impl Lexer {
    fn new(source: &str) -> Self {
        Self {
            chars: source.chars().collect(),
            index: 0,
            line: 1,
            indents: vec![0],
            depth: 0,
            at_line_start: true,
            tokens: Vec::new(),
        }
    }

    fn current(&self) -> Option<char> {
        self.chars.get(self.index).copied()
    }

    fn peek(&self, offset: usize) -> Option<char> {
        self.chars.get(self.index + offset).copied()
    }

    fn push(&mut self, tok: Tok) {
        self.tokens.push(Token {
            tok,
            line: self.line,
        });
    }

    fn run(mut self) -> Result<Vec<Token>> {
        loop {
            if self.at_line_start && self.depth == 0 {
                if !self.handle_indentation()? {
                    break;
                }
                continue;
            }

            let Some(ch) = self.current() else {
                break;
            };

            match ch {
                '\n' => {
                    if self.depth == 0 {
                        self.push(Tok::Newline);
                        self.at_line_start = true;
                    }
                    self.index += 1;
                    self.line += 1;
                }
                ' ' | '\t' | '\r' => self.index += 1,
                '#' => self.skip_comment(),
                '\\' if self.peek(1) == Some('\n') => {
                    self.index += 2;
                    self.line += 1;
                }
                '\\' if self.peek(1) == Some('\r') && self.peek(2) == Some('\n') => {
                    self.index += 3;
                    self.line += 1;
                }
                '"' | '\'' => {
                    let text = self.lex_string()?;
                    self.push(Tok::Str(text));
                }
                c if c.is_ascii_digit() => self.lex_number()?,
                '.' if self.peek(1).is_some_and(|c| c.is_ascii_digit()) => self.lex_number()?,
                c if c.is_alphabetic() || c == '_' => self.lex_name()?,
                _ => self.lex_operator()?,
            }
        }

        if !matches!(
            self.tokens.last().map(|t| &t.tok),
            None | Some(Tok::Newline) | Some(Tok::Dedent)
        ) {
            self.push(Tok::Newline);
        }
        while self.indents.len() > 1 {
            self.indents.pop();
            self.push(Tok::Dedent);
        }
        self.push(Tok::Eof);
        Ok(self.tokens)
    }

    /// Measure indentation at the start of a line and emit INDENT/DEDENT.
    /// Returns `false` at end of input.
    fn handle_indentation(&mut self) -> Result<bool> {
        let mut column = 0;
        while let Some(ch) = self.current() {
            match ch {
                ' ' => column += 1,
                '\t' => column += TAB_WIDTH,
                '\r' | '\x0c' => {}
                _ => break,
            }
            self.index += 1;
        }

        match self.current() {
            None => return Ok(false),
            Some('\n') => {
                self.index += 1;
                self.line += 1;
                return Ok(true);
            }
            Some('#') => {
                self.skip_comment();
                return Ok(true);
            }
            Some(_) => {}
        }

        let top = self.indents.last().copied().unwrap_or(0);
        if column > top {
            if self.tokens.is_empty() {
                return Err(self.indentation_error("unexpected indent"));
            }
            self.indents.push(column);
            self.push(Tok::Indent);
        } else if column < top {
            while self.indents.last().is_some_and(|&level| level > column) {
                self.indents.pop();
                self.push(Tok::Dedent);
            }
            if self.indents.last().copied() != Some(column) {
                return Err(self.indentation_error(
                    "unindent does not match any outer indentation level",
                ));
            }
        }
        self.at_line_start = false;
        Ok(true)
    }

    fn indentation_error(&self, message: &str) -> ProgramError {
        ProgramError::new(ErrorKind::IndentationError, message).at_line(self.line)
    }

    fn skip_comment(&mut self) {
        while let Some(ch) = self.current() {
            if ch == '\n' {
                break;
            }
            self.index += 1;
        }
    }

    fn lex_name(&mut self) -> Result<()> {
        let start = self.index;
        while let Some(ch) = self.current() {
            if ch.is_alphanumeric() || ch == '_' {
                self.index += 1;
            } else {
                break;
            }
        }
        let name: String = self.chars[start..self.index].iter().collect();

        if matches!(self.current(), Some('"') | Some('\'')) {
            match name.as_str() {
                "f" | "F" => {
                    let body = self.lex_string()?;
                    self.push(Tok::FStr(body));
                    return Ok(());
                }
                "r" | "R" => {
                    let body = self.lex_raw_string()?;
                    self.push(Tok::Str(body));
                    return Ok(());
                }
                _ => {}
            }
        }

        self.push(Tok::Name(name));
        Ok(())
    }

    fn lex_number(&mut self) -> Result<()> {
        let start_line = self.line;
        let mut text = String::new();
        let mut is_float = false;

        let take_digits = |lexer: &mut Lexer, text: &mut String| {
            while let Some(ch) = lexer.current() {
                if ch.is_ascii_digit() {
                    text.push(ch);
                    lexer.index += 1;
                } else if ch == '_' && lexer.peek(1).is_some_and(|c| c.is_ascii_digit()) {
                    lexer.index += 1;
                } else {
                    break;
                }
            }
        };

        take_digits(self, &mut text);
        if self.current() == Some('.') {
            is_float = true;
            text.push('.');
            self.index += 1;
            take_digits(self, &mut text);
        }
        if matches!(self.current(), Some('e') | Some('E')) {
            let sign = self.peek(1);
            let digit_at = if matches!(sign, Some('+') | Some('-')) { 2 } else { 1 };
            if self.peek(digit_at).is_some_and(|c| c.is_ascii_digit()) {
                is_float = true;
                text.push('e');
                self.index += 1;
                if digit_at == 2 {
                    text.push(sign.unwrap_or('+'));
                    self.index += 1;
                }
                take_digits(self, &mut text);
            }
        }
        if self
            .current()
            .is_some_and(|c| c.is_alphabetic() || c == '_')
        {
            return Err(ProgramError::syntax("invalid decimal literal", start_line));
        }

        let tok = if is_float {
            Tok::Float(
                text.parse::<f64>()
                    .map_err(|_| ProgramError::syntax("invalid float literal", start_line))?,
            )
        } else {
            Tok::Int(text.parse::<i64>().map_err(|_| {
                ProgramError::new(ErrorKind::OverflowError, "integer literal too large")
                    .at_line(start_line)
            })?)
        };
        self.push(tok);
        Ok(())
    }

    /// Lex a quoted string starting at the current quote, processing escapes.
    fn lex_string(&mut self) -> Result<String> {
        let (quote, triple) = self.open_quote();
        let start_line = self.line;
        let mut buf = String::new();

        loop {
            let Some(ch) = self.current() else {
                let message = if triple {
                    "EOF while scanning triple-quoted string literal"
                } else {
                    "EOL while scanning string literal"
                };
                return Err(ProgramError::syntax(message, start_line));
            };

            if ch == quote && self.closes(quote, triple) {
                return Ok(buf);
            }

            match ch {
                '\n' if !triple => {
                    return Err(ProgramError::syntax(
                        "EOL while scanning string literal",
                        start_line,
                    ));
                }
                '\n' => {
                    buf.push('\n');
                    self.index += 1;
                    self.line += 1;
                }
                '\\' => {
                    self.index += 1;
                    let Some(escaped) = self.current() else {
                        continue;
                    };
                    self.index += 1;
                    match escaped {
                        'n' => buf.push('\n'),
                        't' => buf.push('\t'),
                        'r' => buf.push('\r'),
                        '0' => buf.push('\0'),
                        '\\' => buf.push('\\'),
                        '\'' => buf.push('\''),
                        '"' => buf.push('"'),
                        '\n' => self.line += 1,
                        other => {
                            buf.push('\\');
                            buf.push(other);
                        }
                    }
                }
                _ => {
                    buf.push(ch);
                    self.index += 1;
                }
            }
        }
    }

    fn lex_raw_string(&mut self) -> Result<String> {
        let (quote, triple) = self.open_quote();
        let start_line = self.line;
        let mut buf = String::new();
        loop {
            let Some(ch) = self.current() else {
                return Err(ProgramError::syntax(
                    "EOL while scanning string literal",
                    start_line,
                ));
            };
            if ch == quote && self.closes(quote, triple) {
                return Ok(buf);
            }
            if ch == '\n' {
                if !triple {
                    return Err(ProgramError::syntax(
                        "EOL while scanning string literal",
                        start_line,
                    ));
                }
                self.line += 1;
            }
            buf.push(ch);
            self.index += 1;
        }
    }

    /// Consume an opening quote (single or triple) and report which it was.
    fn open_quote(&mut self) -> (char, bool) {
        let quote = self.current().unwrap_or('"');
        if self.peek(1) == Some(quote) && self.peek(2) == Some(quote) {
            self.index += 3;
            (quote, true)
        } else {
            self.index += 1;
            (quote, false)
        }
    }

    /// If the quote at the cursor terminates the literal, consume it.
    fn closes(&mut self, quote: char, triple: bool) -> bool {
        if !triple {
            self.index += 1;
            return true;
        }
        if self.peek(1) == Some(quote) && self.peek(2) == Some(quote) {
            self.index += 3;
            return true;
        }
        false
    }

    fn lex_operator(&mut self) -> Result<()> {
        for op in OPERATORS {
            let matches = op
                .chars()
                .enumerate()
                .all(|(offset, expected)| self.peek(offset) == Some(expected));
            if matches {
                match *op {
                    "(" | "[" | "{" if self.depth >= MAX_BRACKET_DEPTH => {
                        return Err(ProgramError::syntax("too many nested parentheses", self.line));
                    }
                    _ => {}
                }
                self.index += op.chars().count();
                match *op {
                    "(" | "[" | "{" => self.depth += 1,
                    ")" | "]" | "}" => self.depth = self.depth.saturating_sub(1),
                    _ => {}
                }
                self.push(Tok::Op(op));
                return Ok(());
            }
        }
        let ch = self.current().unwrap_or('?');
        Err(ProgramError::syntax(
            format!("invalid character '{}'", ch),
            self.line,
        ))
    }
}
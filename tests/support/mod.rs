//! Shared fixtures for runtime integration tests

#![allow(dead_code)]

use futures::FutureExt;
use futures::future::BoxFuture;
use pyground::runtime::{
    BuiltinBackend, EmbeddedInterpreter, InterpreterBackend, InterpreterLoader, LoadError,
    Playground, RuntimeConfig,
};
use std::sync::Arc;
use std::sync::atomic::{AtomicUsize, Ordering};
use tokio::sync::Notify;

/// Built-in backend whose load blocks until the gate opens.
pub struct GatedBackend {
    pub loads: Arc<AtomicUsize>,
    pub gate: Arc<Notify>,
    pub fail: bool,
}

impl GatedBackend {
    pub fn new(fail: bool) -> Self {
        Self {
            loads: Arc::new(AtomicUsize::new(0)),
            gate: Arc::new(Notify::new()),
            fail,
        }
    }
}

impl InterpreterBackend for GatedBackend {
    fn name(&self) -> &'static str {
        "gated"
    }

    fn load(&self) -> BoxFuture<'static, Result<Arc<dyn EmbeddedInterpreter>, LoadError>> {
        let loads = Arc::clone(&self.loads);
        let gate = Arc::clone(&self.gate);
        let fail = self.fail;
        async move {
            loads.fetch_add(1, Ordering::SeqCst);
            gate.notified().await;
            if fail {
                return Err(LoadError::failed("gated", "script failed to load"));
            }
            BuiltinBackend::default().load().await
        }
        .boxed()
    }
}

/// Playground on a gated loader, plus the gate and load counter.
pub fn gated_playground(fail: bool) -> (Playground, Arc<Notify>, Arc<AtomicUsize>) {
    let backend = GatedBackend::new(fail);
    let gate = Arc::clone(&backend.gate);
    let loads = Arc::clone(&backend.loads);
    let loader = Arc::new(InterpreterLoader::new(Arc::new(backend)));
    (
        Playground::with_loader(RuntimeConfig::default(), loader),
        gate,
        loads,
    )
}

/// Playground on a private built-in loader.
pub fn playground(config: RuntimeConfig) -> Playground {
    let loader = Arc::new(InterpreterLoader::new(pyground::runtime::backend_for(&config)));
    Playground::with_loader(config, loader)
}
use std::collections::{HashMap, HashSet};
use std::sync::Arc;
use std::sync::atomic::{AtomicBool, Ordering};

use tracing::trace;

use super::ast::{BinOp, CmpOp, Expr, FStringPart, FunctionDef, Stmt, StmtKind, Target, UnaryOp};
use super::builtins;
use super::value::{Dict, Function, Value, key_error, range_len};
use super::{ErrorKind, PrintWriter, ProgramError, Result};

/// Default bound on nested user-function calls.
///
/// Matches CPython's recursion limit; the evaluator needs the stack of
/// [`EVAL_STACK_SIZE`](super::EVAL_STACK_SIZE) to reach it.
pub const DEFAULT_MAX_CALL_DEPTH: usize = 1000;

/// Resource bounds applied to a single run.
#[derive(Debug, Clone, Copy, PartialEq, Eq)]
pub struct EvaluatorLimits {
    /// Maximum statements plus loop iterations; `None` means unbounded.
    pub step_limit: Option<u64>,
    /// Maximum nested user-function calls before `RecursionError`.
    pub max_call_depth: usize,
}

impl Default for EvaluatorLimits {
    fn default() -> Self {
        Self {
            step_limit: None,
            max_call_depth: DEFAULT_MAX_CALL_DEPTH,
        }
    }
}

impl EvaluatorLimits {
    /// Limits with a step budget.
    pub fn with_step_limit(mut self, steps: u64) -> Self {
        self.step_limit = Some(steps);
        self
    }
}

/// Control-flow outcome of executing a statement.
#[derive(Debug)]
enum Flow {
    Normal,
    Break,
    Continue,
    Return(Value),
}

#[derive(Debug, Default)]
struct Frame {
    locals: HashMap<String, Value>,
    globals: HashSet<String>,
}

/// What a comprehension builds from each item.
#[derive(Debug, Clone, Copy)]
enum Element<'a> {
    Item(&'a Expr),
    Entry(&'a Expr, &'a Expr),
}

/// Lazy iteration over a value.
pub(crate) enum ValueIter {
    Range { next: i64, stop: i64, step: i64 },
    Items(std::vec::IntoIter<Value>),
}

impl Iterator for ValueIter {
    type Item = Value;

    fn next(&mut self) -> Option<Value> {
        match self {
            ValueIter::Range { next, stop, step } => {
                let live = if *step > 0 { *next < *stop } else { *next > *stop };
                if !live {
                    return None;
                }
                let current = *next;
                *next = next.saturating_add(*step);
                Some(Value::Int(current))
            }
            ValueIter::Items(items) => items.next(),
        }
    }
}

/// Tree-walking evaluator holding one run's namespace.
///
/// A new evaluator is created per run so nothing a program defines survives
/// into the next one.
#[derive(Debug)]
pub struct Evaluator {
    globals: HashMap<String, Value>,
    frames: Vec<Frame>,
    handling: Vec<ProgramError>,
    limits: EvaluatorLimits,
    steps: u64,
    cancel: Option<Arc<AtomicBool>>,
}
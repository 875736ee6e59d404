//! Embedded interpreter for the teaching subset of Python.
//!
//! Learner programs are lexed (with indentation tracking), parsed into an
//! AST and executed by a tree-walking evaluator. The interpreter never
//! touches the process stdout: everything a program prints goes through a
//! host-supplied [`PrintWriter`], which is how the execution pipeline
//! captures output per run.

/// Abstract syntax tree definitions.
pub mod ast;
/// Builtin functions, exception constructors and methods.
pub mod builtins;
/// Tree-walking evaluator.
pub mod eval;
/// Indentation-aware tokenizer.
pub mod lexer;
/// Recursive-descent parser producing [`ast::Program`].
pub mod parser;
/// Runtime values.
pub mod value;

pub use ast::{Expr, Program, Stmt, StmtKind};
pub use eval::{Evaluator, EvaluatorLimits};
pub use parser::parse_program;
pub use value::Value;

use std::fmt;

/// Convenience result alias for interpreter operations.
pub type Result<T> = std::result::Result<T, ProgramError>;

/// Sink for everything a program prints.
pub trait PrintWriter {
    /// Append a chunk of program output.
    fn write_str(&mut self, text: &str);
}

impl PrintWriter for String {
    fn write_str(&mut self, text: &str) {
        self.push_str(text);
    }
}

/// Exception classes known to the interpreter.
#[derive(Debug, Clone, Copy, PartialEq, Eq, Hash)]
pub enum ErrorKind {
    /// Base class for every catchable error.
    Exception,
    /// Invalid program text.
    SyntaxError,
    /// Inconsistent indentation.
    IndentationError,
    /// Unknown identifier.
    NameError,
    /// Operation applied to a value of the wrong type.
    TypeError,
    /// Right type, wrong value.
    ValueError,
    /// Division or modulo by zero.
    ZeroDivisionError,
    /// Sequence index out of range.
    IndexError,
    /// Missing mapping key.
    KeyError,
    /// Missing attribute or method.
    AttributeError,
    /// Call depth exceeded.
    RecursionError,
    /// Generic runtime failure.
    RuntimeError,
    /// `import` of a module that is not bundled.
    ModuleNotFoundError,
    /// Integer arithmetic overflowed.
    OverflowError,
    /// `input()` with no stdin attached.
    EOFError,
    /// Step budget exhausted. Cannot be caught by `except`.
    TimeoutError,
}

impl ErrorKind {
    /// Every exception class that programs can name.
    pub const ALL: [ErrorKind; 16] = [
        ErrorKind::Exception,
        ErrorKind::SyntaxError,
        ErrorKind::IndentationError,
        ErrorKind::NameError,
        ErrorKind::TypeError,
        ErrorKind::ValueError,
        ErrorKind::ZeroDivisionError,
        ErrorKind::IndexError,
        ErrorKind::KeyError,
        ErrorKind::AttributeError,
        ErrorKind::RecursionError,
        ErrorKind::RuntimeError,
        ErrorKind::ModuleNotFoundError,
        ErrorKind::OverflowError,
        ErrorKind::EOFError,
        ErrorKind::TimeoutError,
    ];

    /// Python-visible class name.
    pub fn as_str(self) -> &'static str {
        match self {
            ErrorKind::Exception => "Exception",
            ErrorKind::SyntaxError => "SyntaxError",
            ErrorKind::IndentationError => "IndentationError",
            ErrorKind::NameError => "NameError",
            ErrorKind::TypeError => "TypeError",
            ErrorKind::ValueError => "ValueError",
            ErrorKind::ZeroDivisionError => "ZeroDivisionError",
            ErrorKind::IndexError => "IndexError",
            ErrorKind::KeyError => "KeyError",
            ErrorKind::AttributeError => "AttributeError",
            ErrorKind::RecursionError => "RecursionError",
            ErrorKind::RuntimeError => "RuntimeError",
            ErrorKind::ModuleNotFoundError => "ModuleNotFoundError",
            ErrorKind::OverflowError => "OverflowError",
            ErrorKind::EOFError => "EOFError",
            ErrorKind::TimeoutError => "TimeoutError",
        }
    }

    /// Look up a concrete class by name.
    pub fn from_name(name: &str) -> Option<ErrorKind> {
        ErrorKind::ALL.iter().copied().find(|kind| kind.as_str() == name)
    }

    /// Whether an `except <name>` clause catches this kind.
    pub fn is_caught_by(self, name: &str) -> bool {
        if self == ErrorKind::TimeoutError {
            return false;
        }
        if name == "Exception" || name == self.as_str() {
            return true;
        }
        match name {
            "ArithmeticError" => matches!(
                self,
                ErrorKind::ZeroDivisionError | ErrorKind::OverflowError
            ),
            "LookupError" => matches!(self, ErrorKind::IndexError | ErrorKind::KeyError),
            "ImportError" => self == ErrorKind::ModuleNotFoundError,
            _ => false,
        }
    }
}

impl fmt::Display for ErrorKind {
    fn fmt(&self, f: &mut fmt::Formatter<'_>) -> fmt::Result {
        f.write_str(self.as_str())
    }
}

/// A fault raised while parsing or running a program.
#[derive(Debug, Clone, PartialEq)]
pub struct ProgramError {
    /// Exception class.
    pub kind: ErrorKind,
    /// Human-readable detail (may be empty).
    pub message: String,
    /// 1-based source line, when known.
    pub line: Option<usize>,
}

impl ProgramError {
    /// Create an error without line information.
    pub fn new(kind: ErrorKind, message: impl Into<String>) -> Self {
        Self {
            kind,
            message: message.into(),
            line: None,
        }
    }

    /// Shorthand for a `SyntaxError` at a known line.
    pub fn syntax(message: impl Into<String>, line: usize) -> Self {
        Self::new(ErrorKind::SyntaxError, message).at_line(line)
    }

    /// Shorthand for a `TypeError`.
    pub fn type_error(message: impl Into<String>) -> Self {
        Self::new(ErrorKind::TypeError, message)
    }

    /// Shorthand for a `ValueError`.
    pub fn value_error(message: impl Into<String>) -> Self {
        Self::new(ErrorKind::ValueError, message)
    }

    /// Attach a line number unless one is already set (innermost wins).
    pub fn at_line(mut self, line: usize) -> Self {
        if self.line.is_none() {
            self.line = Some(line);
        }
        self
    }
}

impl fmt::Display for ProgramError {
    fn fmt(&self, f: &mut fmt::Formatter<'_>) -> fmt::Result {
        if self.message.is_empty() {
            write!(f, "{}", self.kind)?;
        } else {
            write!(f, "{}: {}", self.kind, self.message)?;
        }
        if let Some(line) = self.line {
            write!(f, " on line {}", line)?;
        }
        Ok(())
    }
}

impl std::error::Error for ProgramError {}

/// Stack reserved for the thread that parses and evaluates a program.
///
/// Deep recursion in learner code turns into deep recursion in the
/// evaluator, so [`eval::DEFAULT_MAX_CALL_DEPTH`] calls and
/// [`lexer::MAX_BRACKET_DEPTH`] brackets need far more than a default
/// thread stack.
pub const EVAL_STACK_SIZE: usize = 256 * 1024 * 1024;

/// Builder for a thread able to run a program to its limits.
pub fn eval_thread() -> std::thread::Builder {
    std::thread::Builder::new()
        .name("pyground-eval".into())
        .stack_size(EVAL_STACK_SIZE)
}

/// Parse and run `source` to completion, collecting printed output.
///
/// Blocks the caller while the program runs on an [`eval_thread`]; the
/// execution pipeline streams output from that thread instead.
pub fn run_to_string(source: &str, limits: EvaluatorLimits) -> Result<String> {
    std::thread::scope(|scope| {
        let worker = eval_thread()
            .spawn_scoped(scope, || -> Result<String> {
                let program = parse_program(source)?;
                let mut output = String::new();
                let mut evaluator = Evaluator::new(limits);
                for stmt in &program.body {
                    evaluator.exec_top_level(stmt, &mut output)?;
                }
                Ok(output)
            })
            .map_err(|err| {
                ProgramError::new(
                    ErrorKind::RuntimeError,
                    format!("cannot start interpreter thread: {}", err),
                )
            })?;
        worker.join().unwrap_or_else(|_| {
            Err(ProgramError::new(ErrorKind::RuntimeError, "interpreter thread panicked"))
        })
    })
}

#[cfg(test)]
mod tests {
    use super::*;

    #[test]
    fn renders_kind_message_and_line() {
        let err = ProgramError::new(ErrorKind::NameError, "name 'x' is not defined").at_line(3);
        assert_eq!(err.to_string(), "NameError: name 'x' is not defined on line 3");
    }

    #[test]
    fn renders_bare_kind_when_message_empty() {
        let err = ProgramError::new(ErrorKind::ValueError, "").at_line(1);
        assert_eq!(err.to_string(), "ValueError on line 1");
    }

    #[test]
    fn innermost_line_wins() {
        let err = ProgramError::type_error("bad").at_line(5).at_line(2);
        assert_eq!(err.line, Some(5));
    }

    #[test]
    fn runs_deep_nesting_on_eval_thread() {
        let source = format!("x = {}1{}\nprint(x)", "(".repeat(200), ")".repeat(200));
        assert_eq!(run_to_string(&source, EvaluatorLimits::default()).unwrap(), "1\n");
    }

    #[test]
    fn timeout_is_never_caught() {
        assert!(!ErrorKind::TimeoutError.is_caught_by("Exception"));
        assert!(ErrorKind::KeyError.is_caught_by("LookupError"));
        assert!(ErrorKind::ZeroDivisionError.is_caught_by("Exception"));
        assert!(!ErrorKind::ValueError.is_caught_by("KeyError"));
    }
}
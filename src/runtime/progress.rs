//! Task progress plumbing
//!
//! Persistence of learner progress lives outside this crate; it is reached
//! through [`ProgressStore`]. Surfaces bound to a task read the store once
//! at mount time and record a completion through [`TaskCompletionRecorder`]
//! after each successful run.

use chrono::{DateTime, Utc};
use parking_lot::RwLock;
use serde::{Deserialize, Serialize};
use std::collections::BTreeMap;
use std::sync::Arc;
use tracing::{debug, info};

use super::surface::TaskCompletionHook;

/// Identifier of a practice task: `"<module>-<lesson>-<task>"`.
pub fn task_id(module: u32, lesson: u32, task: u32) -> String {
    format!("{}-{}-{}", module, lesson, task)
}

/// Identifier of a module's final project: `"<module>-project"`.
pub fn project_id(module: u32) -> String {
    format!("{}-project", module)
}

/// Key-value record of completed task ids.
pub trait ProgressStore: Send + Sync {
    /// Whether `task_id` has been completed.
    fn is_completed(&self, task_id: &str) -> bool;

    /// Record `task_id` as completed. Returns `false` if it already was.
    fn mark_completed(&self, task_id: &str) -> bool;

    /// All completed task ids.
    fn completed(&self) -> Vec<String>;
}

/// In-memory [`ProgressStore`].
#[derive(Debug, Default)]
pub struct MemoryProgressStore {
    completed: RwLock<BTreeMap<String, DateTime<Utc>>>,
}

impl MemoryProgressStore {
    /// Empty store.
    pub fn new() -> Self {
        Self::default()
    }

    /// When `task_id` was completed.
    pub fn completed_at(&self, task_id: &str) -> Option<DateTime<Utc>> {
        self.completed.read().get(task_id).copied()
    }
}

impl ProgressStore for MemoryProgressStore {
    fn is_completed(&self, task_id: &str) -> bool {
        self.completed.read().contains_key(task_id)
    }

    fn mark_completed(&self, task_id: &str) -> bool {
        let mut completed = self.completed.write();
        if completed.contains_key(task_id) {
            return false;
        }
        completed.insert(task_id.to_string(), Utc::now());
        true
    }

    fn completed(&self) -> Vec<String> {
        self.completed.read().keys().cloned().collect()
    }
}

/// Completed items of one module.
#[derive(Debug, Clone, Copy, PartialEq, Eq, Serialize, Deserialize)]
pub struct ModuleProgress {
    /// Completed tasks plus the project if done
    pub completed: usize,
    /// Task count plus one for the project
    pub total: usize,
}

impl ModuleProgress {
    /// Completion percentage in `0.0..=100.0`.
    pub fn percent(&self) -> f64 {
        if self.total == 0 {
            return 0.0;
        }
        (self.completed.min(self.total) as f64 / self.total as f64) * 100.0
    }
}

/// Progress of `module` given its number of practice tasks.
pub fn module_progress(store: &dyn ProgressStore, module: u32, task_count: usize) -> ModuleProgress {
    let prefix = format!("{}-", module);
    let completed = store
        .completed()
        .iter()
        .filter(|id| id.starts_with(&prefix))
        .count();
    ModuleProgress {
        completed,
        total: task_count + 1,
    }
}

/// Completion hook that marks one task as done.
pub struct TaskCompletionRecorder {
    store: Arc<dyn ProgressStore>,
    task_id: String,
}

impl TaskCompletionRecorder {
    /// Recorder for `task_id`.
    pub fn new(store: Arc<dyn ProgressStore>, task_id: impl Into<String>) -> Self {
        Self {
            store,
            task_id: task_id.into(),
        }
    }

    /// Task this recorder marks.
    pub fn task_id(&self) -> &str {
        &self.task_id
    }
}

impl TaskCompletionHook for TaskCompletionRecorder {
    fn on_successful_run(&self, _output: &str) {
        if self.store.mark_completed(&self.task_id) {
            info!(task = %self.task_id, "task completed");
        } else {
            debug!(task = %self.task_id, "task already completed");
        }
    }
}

================================

_What needs to be done_. Lines that include the word "escaped" are to be extracted from the data above.

_Reply_.
                    let Some(escaped) = self.current() else {
                    match escaped {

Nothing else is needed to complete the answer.